[Problem statement]
Restate all of the data precisely, omitting nothing.

::: Dataset extract

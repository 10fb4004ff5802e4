//! Camera session lifecycle.
//!
//! The scene must be fully usable with or without a camera. `Session` tracks
//! whether a stream is being acquired, running, or unavailable (fallback), and
//! tells the host when a stream has to be released. Gesture, placement, and
//! projection logic never consult it.

#[cfg(test)]
#[path = "session_test.rs"]
mod session_test;

/// Why the camera stream could not be acquired.
#[derive(Debug, Clone, PartialEq, Eq, thiserror::Error)]
pub enum MediaError {
    #[error("camera permission denied")]
    PermissionDenied,
    #[error("no camera device available")]
    NoDevice,
    #[error("camera access is not supported here")]
    Unsupported,
    #[error("camera error: {0}")]
    Other(String),
}

impl MediaError {
    /// Classify a browser `DOMException` by its `name`.
    #[must_use]
    pub fn from_dom_name(name: &str, message: &str) -> Self {
        match name {
            "NotAllowedError" | "SecurityError" | "PermissionDeniedError" => Self::PermissionDenied,
            "NotFoundError" | "DevicesNotFoundError" | "OverconstrainedError" => Self::NoDevice,
            "NotSupportedError" => Self::Unsupported,
            _ => Self::Other(format!("{name}: {message}")),
        }
    }
}

/// Where the session is in its lifecycle.
#[derive(Debug, Clone, PartialEq, Eq, Default)]
pub enum SessionState {
    /// Not started, or stopped.
    #[default]
    Idle,
    /// Waiting on the camera permission prompt / device.
    Starting,
    /// Running. `camera` is false when acquisition was bypassed.
    Active { camera: bool },
    /// Running without a camera after acquisition failed.
    Fallback { notice: String },
}

/// What the host should do after [`Session::start`].
#[derive(Debug, Clone, Copy, PartialEq, Eq)]
pub enum StartDecision {
    /// Request the camera stream and report back.
    RequestCamera,
    /// Camera skipped; the session is already active.
    Bypassed,
    /// Already starting or running; nothing to do.
    AlreadyRunning,
}

#[derive(Debug, Clone, Default)]
pub struct Session {
    state: SessionState,
    holds_stream: bool,
}

impl Session {
    #[must_use]
    pub fn new() -> Self {
        Self::default()
    }

    #[must_use]
    pub fn state(&self) -> &SessionState {
        &self.state
    }

    /// Begin (or retry, from fallback) the session.
    pub fn start(&mut self, bypass_camera: bool) -> StartDecision {
        match self.state {
            SessionState::Starting | SessionState::Active { .. } => StartDecision::AlreadyRunning,
            SessionState::Idle | SessionState::Fallback { .. } if bypass_camera => {
                log::info!("camera bypassed; session active");
                self.state = SessionState::Active { camera: false };
                StartDecision::Bypassed
            }
            SessionState::Idle | SessionState::Fallback { .. } => {
                self.state = SessionState::Starting;
                StartDecision::RequestCamera
            }
        }
    }

    /// The stream arrived. Returns false when the session is no longer
    /// starting (stopped meanwhile); the host must then release the stream.
    pub fn on_media_ready(&mut self) -> bool {
        if self.state != SessionState::Starting {
            log::warn!("camera stream arrived after the session stopped");
            return false;
        }
        self.state = SessionState::Active { camera: true };
        self.holds_stream = true;
        true
    }

    /// Acquisition failed: keep running without a camera and return the user notice.
    pub fn on_media_failed(&mut self, err: &MediaError) -> Option<String> {
        if self.state != SessionState::Starting {
            return None;
        }
        log::warn!("camera unavailable: {err}");
        let notice = format!("Camera unavailable ({err}). Running without camera.");
        self.state = SessionState::Fallback { notice: notice.clone() };
        Some(notice)
    }

    /// Stop the session. Returns true if a stream is held and must be released.
    pub fn stop(&mut self) -> bool {
        self.state = SessionState::Idle;
        std::mem::take(&mut self.holds_stream)
    }

    /// Whether the scene is usable (running with or without camera).
    #[must_use]
    pub fn is_operational(&self) -> bool {
        matches!(self.state, SessionState::Active { .. } | SessionState::Fallback { .. })
    }

    #[must_use]
    pub fn has_camera(&self) -> bool {
        self.state == SessionState::Active { camera: true }
    }

    /// The fallback notice, if any.
    #[must_use]
    pub fn notice(&self) -> Option<&str> {
        match &self.state {
            SessionState::Fallback { notice } => Some(notice),
            _ => None,
        }
    }

    /// Short state name for the host UI.
    #[must_use]
    pub fn label(&self) -> &'static str {
        match self.state {
            SessionState::Idle => "idle",
            SessionState::Starting => "starting",
            SessionState::Active { .. } => "active",
            SessionState::Fallback { .. } => "fallback",
        }
    }
}
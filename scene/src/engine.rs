use std::collections::HashMap;

use glam::DVec3;
use rand::rngs::SmallRng;
use rand::{Rng, SeedableRng};
use serde::Serialize;
use uuid::Uuid;

use crate::bridge::{Bridge, CoordinateSink};
use crate::camera::{PerspectiveCamera, Point, Viewport};
use crate::config::SceneConfig;
use crate::consts::{PLACEMENT_LIGHTNESS, PLACEMENT_SATURATION};
use crate::doc::{DocStore, ObjectId, PartialObject, Rgb, SceneObject};
use crate::feed::{LogEntry, LogFeed};
use crate::hit::{HitCandidate, hit_test};
use crate::input::{GestureIntent, InputState, PinchGesture, PointerId, PressTarget, clamp_scale};
use crate::motion::{AnimatedTransform, Interpolate, Smoothing, Transform};
use crate::timer::Deferred;

#[cfg(test)]
#[path = "engine_test.rs"]
mod engine_test;

/// Actions returned from input handlers for the host to process.
#[derive(Debug, Clone)]
pub enum Action {
    IntentChanged(GestureIntent),
    SelectionChanged(Option<ObjectId>),
    ObjectPlaced(SceneObject),
    /// Fields written to the store by a gesture commit, reset, or update.
    ObjectCommitted { id: ObjectId, fields: PartialObject },
    ObjectDeleted { id: ObjectId },
    Logged(LogEntry),
    RenderNeeded,
}

/// One object as it should be drawn this frame.
#[derive(Debug, Clone, PartialEq, Serialize)]
pub struct RenderItem {
    pub id: ObjectId,
    pub position: DVec3,
    pub rotation: DVec3,
    /// Animated scale with selection emphasis and tap pulse applied.
    pub scale: DVec3,
    pub color: Rgb,
    pub selected: bool,
}

/// Core engine state: everything that doesn't depend on the browser.
///
/// Pointer handlers, placement, and deletion mutate state synchronously and
/// return the resulting [`Action`]s. Deferred work (long-press, intent revert)
/// and animation advance only when the host calls [`EngineCore::frame`] or
/// [`EngineCore::poll_timers`] with the current scene clock.
pub struct EngineCore {
    pub config: SceneConfig,
    pub camera: PerspectiveCamera,
    pub viewport: Viewport,
    pub doc: DocStore,
    pub input: InputState,
    selected: Option<ObjectId>,
    intent: GestureIntent,
    animated: HashMap<ObjectId, AnimatedTransform>,
    /// Screen position of every pointer currently down.
    pointers: HashMap<PointerId, Point>,
    long_press: Deferred<ObjectId>,
    intent_revert: Deferred<()>,
    feed: LogFeed,
    bridge: Bridge,
    interpolator: Box<dyn Interpolate>,
    rng: SmallRng,
    last_frame_ms: Option<f64>,
}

::::::

[Exercise answer]
repository 10fb4004ff5802e4
//! Camera session lifecycle.
//!
//! The scene must be fully usable with or without a camera. `Session` tracks
//! whether a stream is being acquired, running, or unavailable (fallback), and
//! tells the host when a stream has to be released. Gesture, placement, and
//! projection logic never consult it.

#[cfg(test)]
#[path = "session_test.rs"]
mod session_test;

/// Why the camera stream could not be acquired.
#[derive(Debug, Clone, PartialEq, Eq, thiserror::Error)]
pub enum MediaError {
    #[error("camera permission denied")]
    PermissionDenied,
    #[error("no camera device available")]
    NoDevice,
    #[error("camera access is not supported here")]
    Unsupported,
    #[error("camera error: {0}")]
    Other(String),
}

impl MediaError {
    /// Classify a browser `DOMException` by its `name`.
    #[must_use]
    pub fn from_dom_name(name: &str, message: &str) -> Self {
        match name {
            "NotAllowedError" | "SecurityError" | "PermissionDeniedError" => Self::PermissionDenied,
            "NotFoundError" | "DevicesNotFoundError" | "OverconstrainedError" => Self::NoDevice,
            "NotSupportedError" => Self::Unsupported,
            _ => Self::Other(format!("{name}: {message}")),
        }
    }
}

/// Where the session is in its lifecycle.
#[derive(Debug, Clone, PartialEq, Eq, Default)]
pub enum SessionState {
    /// Not started, or stopped.
    #[default]
    Idle,
    /// Waiting on the camera permission prompt / device.
    Starting,
    /// Running. `camera` is false when acquisition was bypassed.
    Active { camera: bool },
    /// Running without a camera after acquisition failed.
    Fallback { notice: String },
}

/// What the host should do after [`Session::start`].
#[derive(Debug, Clone, Copy, PartialEq, Eq)]
pub enum StartDecision {
    /// Request the camera stream and report back.
    RequestCamera,
    /// Camera skipped; the session is already active.
    Bypassed,
    /// Already starting or running; nothing to do.
    AlreadyRunning,
}

#[derive(Debug, Clone, Default)]
pub struct Session {
    state: SessionState,
    holds_stream: bool,
}

impl Session {
    #[must_use]
    pub fn new() -> Self {
        Self::default()
    }

    #[must_use]
    pub fn state(&self) -> &SessionState {
        &self.state
    }

    /// Begin (or retry, from fallback) the session.
    pub fn start(&mut self, bypass_camera: bool) -> StartDecision {
        match self.state {
            SessionState::Starting | SessionState::Active { .. } => StartDecision::AlreadyRunning,
            SessionState::Idle | SessionState::Fallback { .. } if bypass_camera => {
                log::info!("camera bypassed; session active");
                self.state = SessionState::Active { camera: false };
                StartDecision::Bypassed
            }
            SessionState::Idle | SessionState::Fallback { .. } => {
                self.state = SessionState::Starting;
                StartDecision::RequestCamera
            }
        }
    }

    /// The stream arrived. Returns false when the session is no longer
    /// starting (stopped meanwhile); the host must then release the stream.
    pub fn on_media_ready(&mut self) -> bool {
        if self.state != SessionState::Starting {
            log::warn!("camera stream arrived after the session stopped");
            return false;
        }
        self.state = SessionState::Active { camera: true };
        self.holds_stream = true;
        true
    }

    /// Acquisition failed: keep running without a camera and return the user notice.
    pub fn on_media_failed(&mut self, err: &MediaError) -> Option<String> {
        if self.state != SessionState::Starting {
            return None;
        }
        log::warn!("camera unavailable: {err}");
        let notice = format!("Camera unavailable ({err}). Running without camera.");
        self.state = SessionState::Fallback { notice: notice.clone() };
        Some(notice)
    }

    /// Stop the session. Returns true if a stream is held and must be released.
    pub fn stop(&mut self) -> bool {
        self.state = SessionState::Idle;
        std::mem::take(&mut self.holds_stream)
    }

    /// Whether the scene is usable (running with or without camera).
    #[must_use]
    pub fn is_operational(&self) -> bool {
        matches!(self.state, SessionState::Active { .. } | SessionState::Fallback { .. })
    }

    #[must_use]
    pub fn has_camera(&self) -> bool {
        self.state == SessionState::Active { camera: true }
    }

    /// The fallback notice, if any.
    #[must_use]
    pub fn notice(&self) -> Option<&str> {
        match &self.state {
            SessionState::Fallback { notice } => Some(notice),
            _ => None,
        }
    }

    /// Short state name for the host UI.
    #[must_use]
    pub fn label(&self) -> &'static str {
        match self.state {
            SessionState::Idle => "idle",
            SessionState::Starting => "starting",
            SessionState::Active { .. } => "active",
            SessionState::Fallback { .. } => "fallback",
        }
    }
}
filename scene/src/engine.rs
use std::collections::HashMap;

use glam::DVec3;
use rand::rngs::SmallRng;
use rand::{Rng, SeedableRng};
use serde::Serialize;
use uuid::Uuid;

use crate::bridge::{Bridge, CoordinateSink};
use crate::camera::{PerspectiveCamera, Point, Viewport};
use crate::config::SceneConfig;
use crate::consts::{PLACEMENT_LIGHTNESS, PLACEMENT_SATURATION};
use crate::doc::{DocStore, ObjectId, PartialObject, Rgb, SceneObject};
use crate::feed::{LogEntry, LogFeed};
use crate::hit::{HitCandidate, hit_test};
use crate::input::{GestureIntent, InputState, PinchGesture, PointerId, PressTarget, clamp_scale};
use crate::motion::{AnimatedTransform, Interpolate, Smoothing, Transform};
use crate::timer::Deferred;

#[cfg(test)]
#[path = "engine_test.rs"]
mod engine_test;

/// Actions returned from input handlers for the host to process.
#[derive(Debug, Clone)]
pub enum Action {
    IntentChanged(GestureIntent),
    SelectionChanged(Option<ObjectId>),
    ObjectPlaced(SceneObject),
    /// Fields written to the store by a gesture commit, reset, or update.
    ObjectCommitted { id: ObjectId, fields: PartialObject },
    ObjectDeleted { id: ObjectId },
    Logged(LogEntry),
    RenderNeeded,
}

/// One object as it should be drawn this frame.
#[derive(Debug, Clone, PartialEq, Serialize)]
pub struct RenderItem {
    pub id: ObjectId,
    pub position: DVec3,
    pub rotation: DVec3,
    /// Animated scale with selection emphasis and tap pulse applied.
    pub scale: DVec3,
    pub color: Rgb,
    pub selected: bool,
}

/// Core engine state: everything that doesn't depend on the browser.
///
/// Pointer handlers, placement, and deletion mutate state synchronously and
/// return the resulting [`Action`]s. Deferred work (long-press, intent revert)
/// and animation advance only when the host calls [`EngineCore::frame`] or
/// [`EngineCore::poll_timers`] with the current scene clock.
pub struct EngineCore {
    pub config: SceneConfig,
    pub camera: PerspectiveCamera,
    pub viewport: Viewport,
    pub doc: DocStore,
    pub input: InputState,
    selected: Option<ObjectId>,
    intent: GestureIntent,
    animated: HashMap<ObjectId, AnimatedTransform>,
    /// Screen position of every pointer currently down.
    pointers: HashMap<PointerId, Point>,
    long_press: Deferred<ObjectId>,
    intent_revert: Deferred<()>,
    feed: LogFeed,
    bridge: Bridge,
    interpolator: Box<dyn Interpolate>,
    rng: SmallRng,
    last_frame_ms: Option<f64>,
}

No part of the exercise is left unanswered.